U.S. District Judge John Cronan in Manhattan denied Starbucks’ request to dismiss nine of 11 claims in the proposed class action, saying “a significant portion of reasonable consumers” would expect their drinks to contain fruits mentioned in their name.

Consumers complained that Starbucks Mango Dragonfruit, Mango Dragonfruit Lemonade, Pineapple Passionfruit, Pineapple Passionfruit Lemonade, Strawberry Açai and Strawberry Açai Lemonade Refreshers did not contain any of the advertised mango, passion fruit or acai.

Plaintiffs Joan Kominis, of Astoria, New York, and Jason McAllister, of Fairfield, California, said the main ingredients were water, grape juice concentrate and sugar, and that Starbucks’ misleading names had led to overbilling. They said it violated their state’s consumer protection laws.

Starbucks is facing a lawsuit after allegations that its Refresher drinks don’t actually contain any fruit.
Getty Images

In seeking dismissal, Seattle-based Starbucks said product names described the flavors of the drinks rather than their ingredients, and that its menus accurately advertised those flavors.
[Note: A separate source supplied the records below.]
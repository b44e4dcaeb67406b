//! Single-line grammar of the analyzer output.
//!
//! A token line is tab separated:
//! `id  word  lemma  pos  <pos>  feats  head  dep  [...]`
//! Field 4 (the fine-grained tag) and anything after field 7 are ignored.

use log::warn;
use nom::{
    bytes::complete::take_till,
    character::complete::char,
    combinator::{all_consuming, opt},
    multi::separated_list0,
    sequence::{pair, preceded},
    IResult,
};
use syntagma_doc::{Features, Token};
use syntagma_protocol::{Result, SyntagmaError, TokenId};

pub const FIELD_COUNT: usize = 8;

/// Placeholder the analyzer writes for an empty column.
const EMPTY: &str = "_";

type Segment<'a> = (&'a str, Option<Vec<&'a str>>);

fn attribute(input: &str) -> IResult<&str, &str> {
    take_till(|c| c == '=' || c == '|')(input)
}

fn values(input: &str) -> IResult<&str, Vec<&str>> {
    separated_list0(char(','), take_till(|c| c == ',' || c == '|'))(input)
}

fn segment(input: &str) -> IResult<&str, Segment<'_>> {
    pair(attribute, opt(preceded(char('='), values)))(input)
}

fn segments(input: &str) -> IResult<&str, Vec<Segment<'_>>> {
    all_consuming(separated_list0(char('|'), segment))(input)
}

/// Parses `attr1=v1,v2|attr2=v3`.
///
/// Empty segments and empty values are dropped; a segment without `=` carries
/// no value and is skipped with a warning.
pub fn parse_features(input: &str) -> Features {
    let input = input.trim();
    if input.is_empty() || input == EMPTY {
        return Features::new();
    }

    let parsed = match segments(input) {
        Ok((_, parsed)) => parsed,
        Err(err) => {
            // Every character is accepted by one of the branches above.
            warn!("unreadable feature string '{}': {}", input, err);
            return Features::new();
        }
    };

    let mut features = Features::new();
    for (name, values) in parsed {
        match values {
            _ if name.is_empty() => {}
            None => warn!("feature '{}' has no value, skipped", name),
            Some(values) => {
                let values: Vec<String> = values
                    .into_iter()
                    .filter(|value| !value.is_empty())
                    .map(str::to_string)
                    .collect();
                features.insert(name, values);
            }
        }
    }
    features
}

fn number<T: std::str::FromStr>(field: &str, what: &str, line: usize) -> Result<T> {
    field.trim().parse().map_err(|_| SyntagmaError::MalformedRecord {
        line,
        reason: format!("invalid {} '{}'", what, field),
    })
}

/// Parses one non-blank token line. `line` is 1-based, for error reporting.
pub fn parse_record(record: &str, line: usize) -> Result<Token> {
    let fields: Vec<&str> = record.split('\t').collect();
    if fields.len() < FIELD_COUNT {
        return Err(SyntagmaError::MalformedRecord {
            line,
            reason: format!(
                "expected {} tab-separated fields, found {}",
                FIELD_COUNT,
                fields.len()
            ),
        });
    }

    let id: u32 = number(fields[0], "token id", line)?;
    let head: i64 = number(fields[6], "head id", line)?;

    Ok(Token::new(
        TokenId(id),
        fields[1],
        fields[2],
        fields[3],
        parse_features(fields[5]),
        head,
        fields[7].trim(),
    ))
}
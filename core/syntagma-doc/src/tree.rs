use std::collections::{BTreeMap, BTreeSet};

use petgraph::algo::toposort;
use petgraph::graphmap::DiGraphMap;
use syntagma_protocol::{Result, SentenceId, SyntagmaError, TokenId};

use crate::token::{Head, Token};

/// Token id -> head id for every non-root token of a sentence, with the
/// reverse (head -> dependants) index precomputed.
#[derive(Debug, Clone, PartialEq, Eq)]
pub struct DependencyTree {
    sentence: SentenceId,
    len: usize,
    heads: BTreeMap<TokenId, TokenId>,
    dependants: BTreeMap<TokenId, Vec<TokenId>>,
}

impl DependencyTree {
    /// Builds the tree from resolved tokens and rejects cycles.
    pub fn build(sentence: SentenceId, tokens: &[Token]) -> Result<Self> {
        let mut heads = BTreeMap::new();
        for token in tokens {
            match token.head {
                Head::Root => {}
                Head::Resolved(head) => {
                    heads.insert(token.id, head);
                }
                Head::Unresolved(_) => return Err(SyntagmaError::TreeNotBuilt { sentence }),
            }
        }

        let tree = Self::from_heads(sentence, tokens.len(), heads);
        tree.check_acyclic()?;
        Ok(tree)
    }

    /// Unchecked constructor: the mapping is taken as is, cycles included.
    pub fn from_heads(sentence: SentenceId, len: usize, heads: BTreeMap<TokenId, TokenId>) -> Self {
        let mut dependants: BTreeMap<TokenId, Vec<TokenId>> = BTreeMap::new();
        // Keys come out ascending, so every dependant list is sorted.
        for (&dependant, &head) in &heads {
            dependants.entry(head).or_default().push(dependant);
        }
        Self {
            sentence,
            len,
            heads,
            dependants,
        }
    }

    pub fn sentence(&self) -> SentenceId {
        self.sentence
    }

    pub fn head(&self, token: TokenId) -> Option<TokenId> {
        self.heads.get(&token).copied()
    }

    /// (dependant, head) pairs in ascending dependant order.
    pub fn edges(&self) -> impl Iterator<Item = (TokenId, TokenId)> + '_ {
        self.heads.iter().map(|(&dependant, &head)| (dependant, head))
    }

    pub fn dependants(&self, token: TokenId) -> &[TokenId] {
        self.dependants.get(&token).map(Vec::as_slice).unwrap_or(&[])
    }

    /// `token` and everything below it.
    pub fn subtree(&self, token: TokenId) -> Result<BTreeSet<TokenId>> {
        let mut members = BTreeSet::new();
        let mut stack = vec![token];

        // Each token has a single head, so meeting a member twice means a cycle.
        while let Some(current) = stack.pop() {
            if !members.insert(current) {
                return Err(SyntagmaError::CyclicDependency {
                    sentence: self.sentence,
                    token: current,
                });
            }
            stack.extend_from_slice(self.dependants(current));
        }

        Ok(members)
    }

    /// Number of head links between `token` and its root.
    pub fn depth(&self, token: TokenId) -> Result<usize> {
        let mut depth = 0;
        let mut current = token;
        while let Some(head) = self.head(current) {
            depth += 1;
            if depth > self.len {
                return Err(SyntagmaError::CyclicDependency {
                    sentence: self.sentence,
                    token,
                });
            }
            current = head;
        }
        Ok(depth)
    }

    /// Head -> dependant graph over every token of the sentence.
    pub fn to_graph(&self) -> DiGraphMap<TokenId, ()> {
        let mut graph = DiGraphMap::with_capacity(self.len, self.heads.len());
        for id in 1..=self.len as u32 {
            graph.add_node(TokenId(id));
        }
        for (dependant, head) in self.edges() {
            graph.add_edge(head, dependant, ());
        }
        graph
    }

    fn check_acyclic(&self) -> Result<()> {
        toposort(&self.to_graph(), None)
            .map(|_| ())
            .map_err(|cycle| SyntagmaError::CyclicDependency {
                sentence: self.sentence,
                token: cycle.node_id(),
            })
    }
}

#[cfg(test)]
mod tests {
    use super::*;

    fn tree(pairs: &[(u32, u32)], len: usize) -> DependencyTree {
        let heads = pairs.iter().map(|&(d, h)| (TokenId(d), TokenId(h))).collect();
        DependencyTree::from_heads(SentenceId(0), len, heads)
    }

    #[test]
    fn dependants_are_indexed_in_order() {
        // 2 is the root; 1, 4 under 2; 3 under 4
        let tree = tree(&[(1, 2), (3, 4), (4, 2)], 4);
        assert_eq!(tree.dependants(TokenId(2)), &[TokenId(1), TokenId(4)]);
        assert_eq!(tree.dependants(TokenId(4)), &[TokenId(3)]);
        assert!(tree.dependants(TokenId(3)).is_empty());
        assert_eq!(tree.head(TokenId(3)), Some(TokenId(4)));
        assert_eq!(tree.head(TokenId(2)), None);
    }

    #[test]
    fn subtree_includes_the_token_itself() {
        let tree = tree(&[(1, 2), (3, 4), (4, 2)], 4);
        let ids: Vec<u32> = tree.subtree(TokenId(4)).unwrap().into_iter().map(u32::from).collect();
        assert_eq!(ids, vec![3, 4]);
        assert_eq!(tree.subtree(TokenId(2)).unwrap().len(), 4);
        assert_eq!(tree.depth(TokenId(3)).unwrap(), 2);
        assert_eq!(tree.depth(TokenId(2)).unwrap(), 0);
    }

    #[test]
    fn subtree_stops_on_cycles() {
        // 1 -> 2 -> 3 -> 1
        let tree = tree(&[(1, 2), (2, 3), (3, 1)], 3);
        assert!(matches!(
            tree.subtree(TokenId(1)),
            Err(SyntagmaError::CyclicDependency { .. })
        ));
        assert!(matches!(
            tree.depth(TokenId(2)),
            Err(SyntagmaError::CyclicDependency { .. })
        ));
        assert!(tree.check_acyclic().is_err());
    }

    #[test]
    fn self_loops_are_cycles() {
        let tree = tree(&[(1, 1)], 2);
        assert_eq!(
            tree.check_acyclic(),
            Err(SyntagmaError::CyclicDependency {
                sentence: SentenceId(0),
                token: TokenId(1),
            })
        );
    }

    #[test]
    fn graph_has_one_edge_per_non_root_token() {
        let tree = tree(&[(1, 2), (3, 4), (4, 2)], 4);
        let graph = tree.to_graph();
        assert_eq!(graph.node_count(), 4);
        assert_eq!(graph.edge_count(), 3);
        assert!(graph.contains_edge(TokenId(4), TokenId(3)));
    }
}
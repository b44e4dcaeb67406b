//! Keyword candidates: content words in argument or modifier position.

use std::collections::HashMap;

use syntagma_doc::{Document, TokenRef};

/// Whether a token looks like a keyword of its sentence.
///
/// Nouns governed by a preposition, infinitive or coordination, verbs in
/// argument or root position, adjectives modifying a noun. Numbers and
/// currencies never qualify.
pub fn is_keyword(token: TokenRef<'_>) -> bool {
    if token.is_numeral() || token.is_currency() {
        return false;
    }

    let head_pos = token.head().map_or("root", |head| head.token().pos.as_str());
    let pos = token.pos.as_str();
    let dep = token.dep.as_str();

    let noun = pos == "NC"
        && matches!(dep, "prep" | "obj" | "dep_coord")
        && matches!(head_pos, "P" | "VINF" | "P+D" | "CC");
    let verb = matches!(pos, "V" | "VPP" | "VINF")
        && matches!(dep, "obj" | "suj" | "root")
        && matches!(head_pos, "V" | "CS" | "VPR" | "root");
    let adjective = pos == "ADJ" && dep == "mod" && head_pos == "NC";

    noun || verb || adjective
}

/// Keyword counts over the document, most frequent first, ties by word.
pub fn extract(document: &Document) -> Vec<(String, usize)> {
    let mut counts: HashMap<&str, usize> = HashMap::new();
    for sentence in document {
        for token in sentence.iter().filter(|token| is_keyword(*token)) {
            *counts.entry(token.token().word.as_str()).or_default() += 1;
        }
    }

    let mut counts: Vec<(String, usize)> = counts
        .into_iter()
        .map(|(word, count)| (word.to_string(), count))
        .collect();
    counts.sort_by(|a, b| b.1.cmp(&a.1).then_with(|| a.0.cmp(&b.0)));
    counts
}
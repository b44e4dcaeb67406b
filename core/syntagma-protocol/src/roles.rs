use core::fmt;
use core::str::FromStr;

use rkyv::{Archive, Deserialize, Serialize};

#[cfg(feature = "serde")]
use serde::{Deserialize as SerdeDeserialize, Serialize as SerdeSerialize};

/// Phrase role carried by a chunk.
#[derive(Debug, Clone, Copy, PartialEq, Eq, Hash, PartialOrd, Ord, Archive, Serialize, Deserialize)]
#[cfg_attr(feature = "serde", derive(SerdeDeserialize, SerdeSerialize))]
#[archive(check_bytes)]
#[repr(u8)]
pub enum ChunkRole {
    Subject = 0,
    Object = 1,
    Verb = 2,
    Context = 3,
    Coordination = 4,
    Unknown = 5,
}

impl ChunkRole {
    pub const ALL: [ChunkRole; 6] = [
        ChunkRole::Subject,
        ChunkRole::Object,
        ChunkRole::Verb,
        ChunkRole::Context,
        ChunkRole::Coordination,
        ChunkRole::Unknown,
    ];

    /// Short tag used in renderings and in the token's derived `type` feature.
    pub const fn tag(self) -> &'static str {
        match self {
            ChunkRole::Subject => "SUJ",
            ChunkRole::Object => "OBJ",
            ChunkRole::Verb => "VRB",
            ChunkRole::Context => "CONT",
            ChunkRole::Coordination => "COORD",
            ChunkRole::Unknown => "UNK",
        }
    }
}

impl fmt::Display for ChunkRole {
    fn fmt(&self, f: &mut fmt::Formatter<'_>) -> fmt::Result {
        f.write_str(self.tag())
    }
}

#[derive(Debug, Clone, PartialEq, Eq)]
pub struct UnknownRoleTag(pub String);

impl fmt::Display for UnknownRoleTag {
    fn fmt(&self, f: &mut fmt::Formatter<'_>) -> fmt::Result {
        write!(f, "unknown chunk role tag '{}'", self.0)
    }
}

impl std::error::Error for UnknownRoleTag {}

impl FromStr for ChunkRole {
    type Err = UnknownRoleTag;

    fn from_str(s: &str) -> Result<Self, Self::Err> {
        ChunkRole::ALL
            .into_iter()
            .find(|role| role.tag().eq_ignore_ascii_case(s))
            .ok_or_else(|| UnknownRoleTag(s.to_string()))
    }
}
It also said no reasonable consumer would have been confused and that its baristas could have “sufficiently cleared up” any confusion if consumers had questions.

But the judge said that unlike the term “vanilla,” which is the subject of numerous lawsuits, “there is nothing before the court to indicate that ‘mango,’ ‘passion fruit,’ and ‘açaí’ are terms that are generally understood to represent a flavor without also representing a flavor. this ingredient.

Cronan also said the confusion might be understandable because other Starbucks products have ingredients in their names — for example, Ice Matcha Tea Latte contains matcha and Honey Citrus Mint Tea contains honey and mint.

The judge dismissed a fraud claim, finding no evidence that Starbucks intended to defraud consumers, as well as a claim of unjust enrichment.

Starbucks, in a statement, called the lawsuit’s allegations “inaccurate and baseless” and said it looked forward to defending itself.

The trial began in August 2022 and alleged at least $5 million in damages. Robert Abiri, the plaintiffs’ attorney, said he was pleased with the decision and looks forward to representing the proposed class.

The case is Kominis et al v. Starbucks Corp, United States District Court, Southern District of New York, No. 22-06673.